Su değmeli, suyu hissetmeli
Bir ikindi vaktiydi Rasulullah sav arkadaşlarıyla Mekke’den Medine’ye dönüyordu Bazıları daha önce konaklama yerine varmış ve hemen hızlıca abdest almaya koyulmuşlardı Öyle hızlı alıyorlardı ki bazılarının ökçeleri bile ıslanmıyordu Kimileri de mesh eder gibi çok az suyla abdest almaya çalışıyorlardı
Bu hal üzereyken Rasulullah sav geldi Arkadaşlarının bu şekilde abdest almalarından hoşnut olmayarak en dik sesiyle şöyle buyurdu:
“Cehennemde yanacak ökçelere yazık! Abdesti eksiksiz aldınız!”

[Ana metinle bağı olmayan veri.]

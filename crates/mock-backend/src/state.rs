//! Backend state shared across handlers.

use std::collections::{BTreeMap, HashMap};
use std::sync::{Arc, Mutex, MutexGuard, PoisonError};

use cartsync_core::{CartLine, NetDelta, Price, Product, ProductId};

use crate::error::MockError;

/// In-memory catalog and carts.
///
/// Cheaply cloneable; clones share state, so a test can keep a handle to
/// inspect and steer the backend while the server owns another.
#[derive(Debug, Clone, Default)]
pub struct MockBackend {
    inner: Arc<Mutex<BackendState>>,
}

#[derive(Debug, Default)]
struct BackendState {
    catalog: BTreeMap<ProductId, Product>,
    carts: HashMap<String, BTreeMap<ProductId, u32>>,
    fail_updates: usize,
    counters: CallCounters,
}

/// Number of requests each endpoint has handled.
#[derive(Debug, Clone, Copy, Default, PartialEq, Eq)]
pub struct CallCounters {
    pub fetches: usize,
    pub updates: usize,
    pub batches: usize,
    pub clears: usize,
}

impl MockBackend {
    /// Create a backend with no products and no users.
    #[must_use]
    pub fn new() -> Self {
        Self::default()
    }

    /// A backend seeded with a small catalog and the user `demo`.
    #[must_use]
    pub fn demo() -> Self {
        let backend = Self::new();
        for (id, title, cents, category) in [
            (1, "Trail Running Shoes", 8999, "footwear"),
            (2, "Merino Wool Socks", 1499, "apparel"),
            (3, "Insulated Water Bottle", 2450, "outdoor"),
            (4, "Packable Rain Jacket", 12900, "apparel"),
            (5, "Headlamp", 3200, "outdoor"),
        ] {
            backend.add_product(Product {
                id: ProductId::new(id),
                title: title.to_string(),
                unit_price: Price::from_cents(cents),
                category: category.to_string(),
            });
        }
        backend.add_user("demo");
        backend
    }

    fn lock(&self) -> MutexGuard<'_, BackendState> {
        self.inner.lock().unwrap_or_else(PoisonError::into_inner)
    }

    /// Add or replace a catalog product.
    pub fn add_product(&self, product: Product) {
        self.lock().catalog.insert(product.id, product);
    }

    /// Register a user with an empty cart.
    pub fn add_user(&self, user_id: &str) {
        self.lock().carts.entry(user_id.to_string()).or_default();
    }

    /// Forget a user, as if their account was deleted.
    pub fn remove_user(&self, user_id: &str) {
        self.lock().carts.remove(user_id);
    }

    /// Set a quantity directly, bypassing validation (another device editing
    /// the same cart). Registers the user if needed.
    pub fn set_quantity(&self, user_id: &str, product_id: ProductId, quantity: u32) {
        let mut state = self.lock();
        let cart = state.carts.entry(user_id.to_string()).or_default();
        if quantity == 0 {
            cart.remove(&product_id);
        } else {
            cart.insert(product_id, quantity);
        }
    }

    /// Quantity of `product_id` in the user's cart, 0 if absent.
    #[must_use]
    pub fn quantity(&self, user_id: &str, product_id: ProductId) -> u32 {
        self.lock()
            .carts
            .get(user_id)
            .and_then(|cart| cart.get(&product_id).copied())
            .unwrap_or(0)
    }

    /// Make the next `count` update or batch requests fail with a 500.
    pub fn fail_next_updates(&self, count: usize) {
        self.lock().fail_updates = count;
    }

    /// Requests handled so far.
    #[must_use]
    pub fn counters(&self) -> CallCounters {
        self.lock().counters
    }

    /// Catalog products ordered by id.
    #[must_use]
    pub fn products(&self) -> Vec<Product> {
        self.lock().catalog.values().cloned().collect()
    }

    /// Lines of the user's cart, ordered by product id.
    ///
    /// # Errors
    ///
    /// Returns `MockError::UserNotFound` for an unknown user.
    pub fn cart(&self, user_id: &str) -> Result<Vec<CartLine>, MockError> {
        let mut state = self.lock();
        state.counters.fetches += 1;
        let cart = state.carts.get(user_id).ok_or(MockError::UserNotFound)?;
        Ok(cart
            .iter()
            .filter_map(|(id, quantity)| {
                state
                    .catalog
                    .get(id)
                    .map(|product| CartLine::from_product(product, *quantity))
            })
            .collect())
    }

    /// Apply one net change.
    ///
    /// # Errors
    ///
    /// Unknown user or product, a result below zero, or an injected failure.
    pub fn apply_delta(&self, user_id: &str, delta: NetDelta) -> Result<(), MockError> {
        let mut state = self.lock();
        state.counters.updates += 1;
        state.take_injected_failure()?;
        state.apply(user_id, &[delta])
    }

    /// Apply several net changes; none are applied if any is rejected.
    ///
    /// # Errors
    ///
    /// Same as [`apply_delta`](Self::apply_delta).
    pub fn apply_batch(&self, user_id: &str, deltas: &[NetDelta]) -> Result<(), MockError> {
        let mut state = self.lock();
        state.counters.batches += 1;
        state.take_injected_failure()?;
        state.apply(user_id, deltas)
    }

    /// Remove every line from the user's cart.
    ///
    /// # Errors
    ///
    /// Returns `MockError::UserNotFound` for an unknown user.
    pub fn clear(&self, user_id: &str) -> Result<(), MockError> {
        let mut state = self.lock();
        state.counters.clears += 1;
        state
            .carts
            .get_mut(user_id)
            .ok_or(MockError::UserNotFound)?
            .clear();
        Ok(())
    }
}

impl BackendState {
    fn take_injected_failure(&mut self) -> Result<(), MockError> {
        if self.fail_updates > 0 {
            self.fail_updates -= 1;
            return Err(MockError::Injected);
        }
        Ok(())
    }

    fn apply(&mut self, user_id: &str, deltas: &[NetDelta]) -> Result<(), MockError> {
        let cart = self.carts.get(user_id).ok_or(MockError::UserNotFound)?;

        let mut next = cart.clone();
        for delta in deltas {
            if !self.catalog.contains_key(&delta.product_id) {
                return Err(MockError::ProductNotFound(delta.product_id));
            }
            let current = i64::from(next.get(&delta.product_id).copied().unwrap_or(0));
            let target = current
                .checked_add(delta.quantity)
                .ok_or(MockError::QuantityOutOfRange(delta.product_id))?;
            if target < 0 {
                return Err(MockError::BelowZero(delta.product_id));
            }
            let quantity = u32::try_from(target)
                .map_err(|_| MockError::QuantityOutOfRange(delta.product_id))?;
            if quantity == 0 {
                next.remove(&delta.product_id);
            } else {
                next.insert(delta.product_id, quantity);
            }
        }

        self.carts.insert(user_id.to_string(), next);
        Ok(())
    }
}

Rasul-i Ekrem sav bir gün amcası Hamza ra’ın evine ziyarete geldi Amcasının eşi Havle ra yemek ikram etti Yemeklerini yerken Rasulullah sav sordu:
– Size günahlarınızı silecek, hatalarınıza kefaret olacak bir şey haber vereyim mi?
– Evet, ver ey Allah’ın Rasulü, dediler Rasulullah sav buyurdu:
“Ne kadar güç durumda olsanız da abdesti tam alınız Mescide giden adımları artırınız Ve bir namazı kıldıktan sonra diğer namazı bekleyiniz”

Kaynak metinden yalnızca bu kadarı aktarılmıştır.